2025-03-13 09:37:47 - En six mois, près de 42 000 Koweïtiens ont été déchus de leur nationalité, au mépris du droit international. Un phénomène inédit qui accompagne le virage autoritaire du nouvel émir du Koweït, Mechaal Al-Ahmad Al-Jaber Al-Sabah. Sous couvert de lutte contre la fraude, cette politique frappe aussi bien des citoyens naturalisés que des  opposants politiques.

Près de 42 000 ressortissants du Koweït ont été déchus de leur nationalité en six mois. Du jamais vu dans ce pays du Golfe qui connaît un tournant autoritaire depuis l’arrivée sur le trône du nouvel émir Mechaal Al-Ahmad Al-Jaber Al-Sabah fin 2023. 
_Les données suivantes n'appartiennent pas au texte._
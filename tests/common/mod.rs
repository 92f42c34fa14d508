//! Shared fixtures for gateway integration tests: a scripted in-process transport that records
//! every call it receives, plus helpers that wire it into a gateway.

#![allow(dead_code)]

// std
use std::{
	collections::BTreeMap,
	sync::{
		Arc,
		atomic::{AtomicUsize, Ordering},
	},
};
// crates.io
use parking_lot::Mutex;
use tokio::sync::Notify;
// self
use auth_gateway::{
	auth::Credential,
	config::GatewayConfig,
	error::TransportError,
	gateway::Gateway,
	http::{ApiResponse, Method, OutboundRequest, Transport, TransportFuture},
	session::SessionTerminated,
	store::{MemoryStore, TokenStore},
	url::Url,
};

pub const BASE_URL: &str = "http://gateway.test/api";
pub const BASE_PATH: &str = "/api";
pub const REFRESH_PATH: &str = "/auth/refresh";

/// One request observed by [`ScriptedTransport`].
#[derive(Clone, Debug, PartialEq, Eq)]
pub struct Call {
	pub method: Method,
	pub path: String,
	pub bearer: Option<String>,
	pub body: Option<serde_json::Value>,
}

/// How the refresh endpoint answers.
#[derive(Clone, Debug)]
pub enum RefreshScript {
	Grant { token: String, refresh_token: Option<String> },
	Reject(u16),
}

/// Fixed answer for one path, overriding the bearer check.
#[derive(Clone, Debug)]
pub enum Override {
	AlwaysUnauthorized,
	Offline,
	Status(u16, serde_json::Value),
}

/// In-process API double.
///
/// Protected paths answer 200 for the valid token and 401 otherwise, after yielding once so that
/// concurrent callers all dispatch before any of them observes a response. The refresh endpoint
/// can be gated so tests decide when an in-flight refresh resolves.
pub struct ScriptedTransport {
	valid_token: String,
	refresh: Mutex<RefreshScript>,
	overrides: Mutex<BTreeMap<String, Override>>,
	gate: Option<Arc<Notify>>,
	calls: Mutex<Vec<Call>>,
}
impl ScriptedTransport {
	pub fn new(valid_token: &str) -> Self {
		Self {
			valid_token: valid_token.into(),
			refresh: Mutex::new(RefreshScript::Grant {
				token: valid_token.into(),
				refresh_token: None,
			}),
			overrides: Default::default(),
			gate: None,
			calls: Default::default(),
		}
	}

	/// Holds refresh responses until [`ScriptedTransport::open_gate`] is called.
	pub fn gated(mut self) -> Self {
		self.gate = Some(Arc::new(Notify::new()));

		self
	}

	pub fn with_refresh(self, script: RefreshScript) -> Self {
		*self.refresh.lock() = script;

		self
	}

	pub fn with_override(self, path: &str, answer: Override) -> Self {
		self.overrides.lock().insert(path.into(), answer);

		self
	}

	pub fn open_gate(&self) {
		if let Some(gate) = &self.gate {
			gate.notify_one();
		}
	}

	pub fn calls(&self) -> Vec<Call> {
		self.calls.lock().clone()
	}

	pub fn summaries(&self) -> Vec<(Method, String, Option<String>)> {
		self.calls
			.lock()
			.iter()
			.map(|call| (call.method, call.path.clone(), call.bearer.clone()))
			.collect()
	}

	pub fn refresh_calls(&self) -> usize {
		self.calls.lock().iter().filter(|call| call.path == REFRESH_PATH).count()
	}

	fn unauthorized() -> ApiResponse {
		ApiResponse::new(401)
			.with_json(&serde_json::json!({ "message": "Token expired", "code": "TOKEN_EXPIRED" }))
	}
}
impl Transport for ScriptedTransport {
	fn issue(&self, request: OutboundRequest) -> TransportFuture<'_> {
		let path = request.url.path().trim_start_matches(BASE_PATH).to_owned();
		let bearer = request.bearer().map(str::to_owned);
		let body = request.body.as_deref().and_then(|bytes| serde_json::from_slice(bytes).ok());

		self.calls.lock().push(Call {
			method: request.method,
			path: path.clone(),
			bearer: bearer.clone(),
			body,
		});

		Box::pin(async move {
			if path == REFRESH_PATH {
				if let Some(gate) = &self.gate {
					gate.notified().await;
				}

				let script = self.refresh.lock().clone();

				return Ok(match script {
					RefreshScript::Grant { token, refresh_token } => {
						let mut body = serde_json::json!({ "token": token });

						if let Some(refresh_token) = refresh_token {
							body["refreshToken"] = serde_json::json!(refresh_token);
						}

						ApiResponse::new(200).with_json(&body)
					},
					RefreshScript::Reject(status) =>
						ApiResponse::new(status).with_json(&serde_json::json!({
							"message": "Invalid refresh token",
							"code": "INVALID_TOKEN",
						})),
				});
			}

			tokio::task::yield_now().await;

			let answer = self.overrides.lock().get(&path).cloned();

			match answer {
				Some(Override::AlwaysUnauthorized) => Ok(Self::unauthorized()),
				Some(Override::Offline) => Err(TransportError::network(std::io::Error::new(
					std::io::ErrorKind::ConnectionRefused,
					"connection refused",
				))),
				Some(Override::Status(status, body)) =>
					Ok(ApiResponse::new(status).with_json(&body)),
				None if bearer.as_deref() == Some(self.valid_token.as_str()) =>
					Ok(ApiResponse::new(200).with_json(&serde_json::json!({ "path": path }))),
				None => Ok(Self::unauthorized()),
			}
		})
	}
}

/// Counts session-terminated notifications.
#[derive(Clone, Debug, Default)]
pub struct TerminationCounter(Arc<AtomicUsize>);
impl TerminationCounter {
	pub fn count(&self) -> usize {
		self.0.load(Ordering::SeqCst)
	}

	pub fn listener(&self) -> impl Fn(&SessionTerminated) + Send + Sync + 'static {
		let count = self.0.clone();

		move |_: &SessionTerminated| {
			count.fetch_add(1, Ordering::SeqCst);
		}
	}
}

pub fn config() -> GatewayConfig {
	GatewayConfig::builder(Url::parse(BASE_URL).expect("Base URL fixture should parse."))
		.build()
		.expect("Gateway config fixture should build.")
}

pub fn store_with(access: &str, refresh: &str) -> Arc<MemoryStore> {
	Arc::new(MemoryStore::with_credential(Credential::new(access, refresh)))
}

pub fn gateway(
	transport: &Arc<ScriptedTransport>,
	store: &Arc<MemoryStore>,
	terminations: &TerminationCounter,
) -> Gateway<ScriptedTransport> {
	let store: Arc<dyn TokenStore> = store.clone();

	Gateway::with_transport(config(), store, transport.clone())
		.with_session_listener(terminations.listener())
}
Affirmant qu’il ne laisserait pas la démocratie "détruire l’État", le souverain de 83 ans a décidé de suspendre le Parlement le 10 juin 2024 et a annoncé une révision de la Constitution dans le but de mettre fin aux blocages, qui selon lui paralysent le Koweït depuis des décennies. Plusieurs personnes ayant critiqué cette initiative ont été arrêtées, et des députés ont été poursuivis dans une vague de répression dénoncée par Amnesty international.
 
La déchéance massive de nationalité observée au Koweït depuis septembre s’inscrit dans cet épisode de dérive autoritaire. La révocation de la nationalité était déjà pratiquée dans ce pays, comme dans d’autres monarchies du Golfe, mais elles se faisaient jusqu’ici au compte-goutte, à la suite de décisions judiciaires, tant contre des opposants politiques que des détenus accusés de terrorisme à Guantanamo.
 
La promulgation en décembre d’un amendement législatif autorisant la déchéance de nationalité pour "‘turpitude morale ou malhonnêteté’, ou pour des actions visant à menacer la sécurité de l’État, y compris des critiques à l’égard de l’émir ou de figures religieuses", est venu faciliter les choses.
 
Un Comité suprême chargé d'enquêter sur la citoyenneté Koweitienne, présidé par le ministre de l'Intérieur examine les cas. Et chaque semaine, des listes sont rendues publiques, suscitant l’angoisse chez les Koweitiens, qui les parcourent frénétiquement, craignant d’y retrouver leur nom ou celui d’un proche, raconte le Financial Times.
 
Binationaux et femmes de Koweïtiens
 
Le 6 mars, pas moins de 464 citoyens ont été déchus de leur nationalité en une seule journée, dont douze personnes accusées de détenir "illégalement" la double nationalité et 451 de "faux et de fraude", rapporte Al-Monitor. 
 
Le Koweït n’autorise pas d’avoir la binationalité. Aussi, lorsqu’ils sont devenus Koweïtiens, certains citoyens ont dû abandonner leur première nationalité au profit de celle de l’émirat. Mais aujourd'hui, ces derniers font partie des personnes ciblées par les mesures de déchéance.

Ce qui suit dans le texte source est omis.